Его превосходительство Эжен Ругон - Эмиль Золя
Шрифт:
Интервал:
Закладка:
Ругон пробежал письмо. Дочитав его, он пробурчал:
— Разумеется, он получит полномочия, о которых просит. Не отвечайте, не стоит. Мой циркуляр предназначается для него.
Он снова взялся за перо, подыскивая заключительные фразы. Дюпуаза пожелал стать префектом в Ньоре, на своей родине. И теперь министр, принимая важные решения, прежде всего думал о департаменте Десевр и управлял всей Францией, согласуясь с советами и требованиями старого приятеля по годам бедствий. Он заканчивал секретное письмо к префектам, когда Кан вдруг закричал сердито:
— Что за мерзость! — И, хлопнув рукой по газете, обратился к Ругону: — Вы читали? Тут в самом начале статья, возбуждающая низкие страсти. Послушайте, что в ней говорится: «Карающая рука должна быть рукой непорочной, ибо когда несправедлив суд, то общественные связи расторгаются сами собой». Понимаете?

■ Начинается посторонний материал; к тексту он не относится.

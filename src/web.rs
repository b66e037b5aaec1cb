//! Browser host: the `CanvasApp` export and everything that touches the DOM
//! outside of drawing.
//!
//! The page owns two stacked canvases (scene below, cursor overlay above)
//! and forwards DOM input to the matching `CanvasApp` method. Uploaded files
//! arrive through [`CanvasApp::upload`]. Everything the page needs to react
//! to comes back through the optional event callback as a JSON object (see
//! [`HostEvent`]).
//!
//! All state lives behind one `Rc<RefCell<AppInner>>`. Timer and
//! animation-frame callbacks hold a `Weak` to it and do nothing once the app
//! is gone. Every pending handle (`Timeout`, [`RafHandle`]) cancels itself on
//! drop, so dropping the state tears down every callback with it.

use std::cell::RefCell;
use std::collections::HashMap;
use std::rc::{Rc, Weak};
use std::sync::Once;

use gloo_timers::callback::Timeout;
use image::RgbaImage;
use js_sys::{Function, Promise, Uint8Array};
use wasm_bindgen::closure::Closure;
use wasm_bindgen::prelude::*;
use wasm_bindgen::{Clamped, JsCast};
use wasm_bindgen_futures::{JsFuture, future_to_promise, spawn_local};
use web_sys::{CanvasRenderingContext2d, File, HtmlCanvasElement, HtmlVideoElement, ImageData, Url};

use crate::config::CanvasConfig;
use crate::consts::LONG_PRESS_SLOP_PX;
use crate::doc::ObjectId;
use crate::engine::{Action, Engine};
use crate::error::{CanvasError, describe_js};
use crate::events::HostEvent;
use crate::geom::Point;
use crate::ingest::{MediaKind, prepare_image};
use crate::input::{Button, Key, Tool};
use crate::redraw::RedrawScheduler;
use crate::render::context_2d;
use crate::video::{FrameOutcome, LiveBitmap, VideoSource};

type LiveVideo = LiveBitmap<HtmlVideoSource, RafHandle>;

static LOGGER: Once = Once::new();

fn init_logging() {
    LOGGER.call_once(|| {
        console_error_panic_hook::set_once();
        let level = if cfg!(debug_assertions) { log::Level::Debug } else { log::Level::Info };
        if console_log::init_with_level(level).is_err() {
            log::debug!("logger already installed");
        }
    });
}

fn window() -> Result<web_sys::Window, CanvasError> {
    web_sys::window().ok_or(CanvasError::ContextUnavailable("window"))
}
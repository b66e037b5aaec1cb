//! Hygiene: scans production source for patterns that crash the page or hide
//! failures.
//!
//! A failed video callback or a bad upload must never take down the canvas,
//! so every budget is zero. Test files (`*_test.rs`) are exempt. A budget may
//! only be raised after an existing hit elsewhere has been removed.

use std::fs;
use std::path::{Path, PathBuf};

struct Budget {
    pattern: &'static str,
    max: usize,
    reason: &'static str,
}

const PANICS: &[Budget] = &[
    Budget { pattern: ".unwrap()", max: 0, reason: "aborts the wasm instance" },
    Budget { pattern: ".expect(", max: 0, reason: "aborts the wasm instance" },
    Budget { pattern: "panic!(", max: 0, reason: "aborts the wasm instance" },
    Budget { pattern: "unreachable!(", max: 0, reason: "aborts the wasm instance" },
    Budget { pattern: "todo!(", max: 0, reason: "unfinished code path" },
    Budget { pattern: "unimplemented!(", max: 0, reason: "unfinished code path" },
];

const SILENT: &[Budget] = &[
    Budget { pattern: "let _ =", max: 0, reason: "drops a result without logging it" },
    Budget { pattern: ".ok()", max: 0, reason: "drops an error without logging it" },
];

const STYLE: &[Budget] = &[Budget { pattern: "#[allow(dead_code)]", max: 0, reason: "hides unused code" }];

fn production_sources(dir: &Path, out: &mut Vec<(PathBuf, String)>) {
    let Ok(entries) = fs::read_dir(dir) else {
        return;
    };
    for entry in entries.flatten() {
        let path = entry.path();
        if path.is_dir() {
            production_sources(&path, out);
            continue;
        }
        let is_rust = path.extension().is_some_and(|e| e == "rs");
        let is_test = path.to_string_lossy().ends_with("_test.rs");
        if is_rust && !is_test {
            if let Ok(content) = fs::read_to_string(&path) {
                out.push((path, content));
            }
        }
    }
}

fn check(budgets: &[Budget]) {
    let mut files = Vec::new();
    production_sources(Path::new("src"), &mut files);
    assert!(!files.is_empty(), "no sources found; run from the crate root");

    let mut failures = Vec::new();
    for budget in budgets {
        let hits: Vec<String> = files
            .iter()
            .flat_map(|(path, content)| {
                content
                    .lines()
                    .enumerate()
                    .filter(|(_, line)| line.contains(budget.pattern))
                    .map(move |(n, _)| format!("    {}:{}", path.display(), n + 1))
            })
            .collect();
        if hits.len() > budget.max {
            failures.push(format!(
                "`{}` ({}): found {}, max {}\n{}",
                budget.pattern,
                budget.reason,
                hits.len(),
                budget.max,
                hits.join("\n")
            ));
        }
    }
    assert!(failures.is_empty(), "hygiene budget exceeded:\n{}", failures.join("\n"));
}

#[test]
fn no_panicking_calls() {
    check(PANICS);
}

#[test]
fn no_silently_discarded_errors() {
    check(SILENT);
}

#[test]
fn no_dead_code_allowances() {
    check(STYLE);
}
//! Error type shared by ingest, the frame adapter, and the browser host.
//!
//! Every variant is recoverable: the caller logs it and abandons the single
//! operation that failed. Nothing here is allowed to take down the canvas.

#[cfg(test)]
#[path = "error_test.rs"]
mod error_test;

use wasm_bindgen::JsValue;

#[derive(Debug, thiserror::Error)]
pub enum CanvasError {
    /// The uploaded media could not be decoded or is not playable.
    #[error("failed to decode media: {0}")]
    Decode(String),
    /// The decoded image has a zero-sized axis.
    #[error("invalid image dimensions {width}x{height}")]
    InvalidDimensions { width: u32, height: u32 },
    /// A drawing surface, buffer, or DOM handle could not be acquired.
    #[error("drawing surface unavailable: {0}")]
    ContextUnavailable(&'static str),
    /// The browser refused to start playback.
    #[error("playback failed: {0}")]
    Playback(String),
    /// Host-supplied configuration was malformed or out of range.
    #[error("invalid configuration: {0}")]
    Config(String),
}

impl From<image::ImageError> for CanvasError {
    fn from(err: image::ImageError) -> Self {
        Self::Decode(err.to_string())
    }
}

impl From<CanvasError> for JsValue {
    fn from(err: CanvasError) -> Self {
        JsValue::from_str(&err.to_string())
    }
}

/// Render a `JsValue` error for log lines and error payloads.
#[must_use]
pub fn describe_js(value: &JsValue) -> String {
    value.as_string().unwrap_or_else(|| format!("{value:?}"))
}
use std::cell::Cell;
use std::rc::Rc;

use super::*;

/// Counts how many handles were dropped, standing in for a cancellable timer.
struct DropCounter(Rc<Cell<usize>>);

impl Drop for DropCounter {
    fn drop(&mut self) {
        self.0.set(self.0.get() + 1);
    }
}

#[test]
fn first_request_schedules() {
    let mut sched = RedrawScheduler::new();
    let mut calls = 0;
    assert!(sched.request_redraw(|| calls += 1));
    assert_eq!(calls, 1);
    assert!(sched.is_pending());
}

#[test]
fn burst_coalesces_into_one_timer() {
    let mut sched = RedrawScheduler::new();
    let mut scheduled = 0;
    for _ in 0..10 {
        sched.request_redraw(|| scheduled += 1);
    }
    assert_eq!(scheduled, 1);
    assert!(sched.fire());
    assert!(!sched.is_pending());
}

#[test]
fn request_after_fire_schedules_again() {
    let mut sched = RedrawScheduler::new();
    assert!(sched.request_redraw(|| ()));
    assert!(sched.fire());
    assert!(sched.request_redraw(|| ()));
}

#[test]
fn fire_without_request_owes_nothing() {
    let mut sched: RedrawScheduler<()> = RedrawScheduler::new();
    assert!(!sched.fire());
}

#[test]
fn cancel_drops_pending_handle() {
    let drops = Rc::new(Cell::new(0));
    let mut sched = RedrawScheduler::new();
    let handle_drops = Rc::clone(&drops);
    sched.request_redraw(move || DropCounter(handle_drops));
    assert_eq!(drops.get(), 0);
    assert!(sched.cancel());
    assert_eq!(drops.get(), 1);
    assert!(!sched.cancel());
    assert!(!sched.fire());
}

#[test]
fn dropping_scheduler_drops_handle() {
    let drops = Rc::new(Cell::new(0));
    {
        let mut sched = RedrawScheduler::new();
        let handle_drops = Rc::clone(&drops);
        sched.request_redraw(move || DropCounter(handle_drops));
    }
    assert_eq!(drops.get(), 1);
}
#![allow(clippy::float_cmp)]

use super::*;

#[test]
fn default_matches_constants() {
    let config = CanvasConfig::default();
    assert_eq!(config.max_image_dimension, 4096);
    assert_eq!(config.video_fit_ratio, 0.8);
    assert_eq!(config.fade_in_ms, 300.0);
    assert_eq!(config.redraw_debounce_ms, 5);
    assert_eq!(config.min_brush_size, 1);
    assert_eq!(config.max_brush_size, 50);
    assert!(config.validate().is_ok());
}

#[test]
fn empty_object_yields_defaults() {
    let config = CanvasConfig::from_json("{}").unwrap();
    assert_eq!(config, CanvasConfig::default());
}

#[test]
fn partial_override_keeps_other_defaults() {
    let config = CanvasConfig::from_json(r##"{"max_image_dimension": 2048, "default_brush_color": "#ff0000"}"##).unwrap();
    assert_eq!(config.max_image_dimension, 2048);
    assert_eq!(config.default_brush_color, "#ff0000");
    assert_eq!(config.video_fit_ratio, 0.8);
}

#[test]
fn malformed_json_is_config_error() {
    let err = CanvasConfig::from_json("{not json").unwrap_err();
    assert!(matches!(err, CanvasError::Config(_)));
}

#[test]
fn zero_fit_ratio_rejected() {
    let err = CanvasConfig::from_json(r#"{"video_fit_ratio": 0.0}"#).unwrap_err();
    assert!(err.to_string().contains("video_fit_ratio"));
}

#[test]
fn inverted_brush_range_rejected() {
    let err = CanvasConfig::from_json(r#"{"min_brush_size": 20, "max_brush_size": 10}"#).unwrap_err();
    assert!(matches!(err, CanvasError::Config(_)));
}

#[test]
fn default_brush_outside_range_rejected() {
    let err = CanvasConfig::from_json(r#"{"default_brush_size": 99}"#).unwrap_err();
    assert!(err.to_string().contains("default_brush_size"));
}

#[test]
fn bad_default_color_rejected() {
    let err = CanvasConfig::from_json(r##"{"default_brush_color": "red"}"##).unwrap_err();
    assert!(err.to_string().contains("default_brush_color"));
}
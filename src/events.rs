//! Notifications sent from the canvas to the host page.
//!
//! The host registers one callback when it constructs the app. Each event is
//! serialized to a JSON object tagged by `type` so the page can switch on it
//! without knowing any Rust types.

#[cfg(test)]
#[path = "events_test.rs"]
mod events_test;

use serde::Serialize;

use crate::doc::ObjectId;
use crate::engine::Action;

#[derive(Debug, Clone, PartialEq, Serialize)]
#[serde(tag = "type", rename_all = "camelCase")]
pub enum HostEvent {
    /// The active tool changed; toolbars should highlight `tool`.
    ToolChanged { tool: &'static str },
    /// Open the context menu at canvas-space coordinates.
    ContextMenu { x: f64, y: f64 },
    HideContextMenu,
    VideoToggled { id: ObjectId, playing: bool },
    ObjectRemoved { id: ObjectId },
    /// An upload was abandoned.
    UploadFailed { reason: String },
}

impl HostEvent {
    /// The event the host should see for an engine action, if any.
    ///
    /// Redraws, cursor changes, and video toggles are handled inside the
    /// canvas; toggles report back through [`HostEvent::VideoToggled`] once
    /// playback actually changed.
    #[must_use]
    pub fn from_action(action: &Action) -> Option<Self> {
        match action {
            Action::ToolChanged(tool) => Some(Self::ToolChanged { tool: tool.as_str() }),
            Action::ShowContextMenu { at } => Some(Self::ContextMenu { x: at.x, y: at.y }),
            Action::HideContextMenu => Some(Self::HideContextMenu),
            Action::ObjectRemoved { id, .. } => Some(Self::ObjectRemoved { id: *id }),
            Action::RenderNeeded | Action::SetCursor(_) | Action::ToggleVideo { .. } => None,
        }
    }

    /// Serialize for the host callback.
    ///
    /// # Errors
    ///
    /// Propagates `serde_json` failures.
    pub fn to_json(&self) -> Result<String, serde_json::Error> {
        serde_json::to_string(self)
    }
}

А хроника происшествий! Там рассказывается про одну графиню, похищенную сыном лабазника! Нельзя пропускать такие сообщения в газеты! Это подрывает в народе уважение к высшим сословиям.
Тут вмешался д'Эскорайль:
— А повесть еще ужасней.[35] Там идет речь о благовоспитанной женщине, обманывающей своего мужа. Писатель не заставил ее даже испытать угрызений совести.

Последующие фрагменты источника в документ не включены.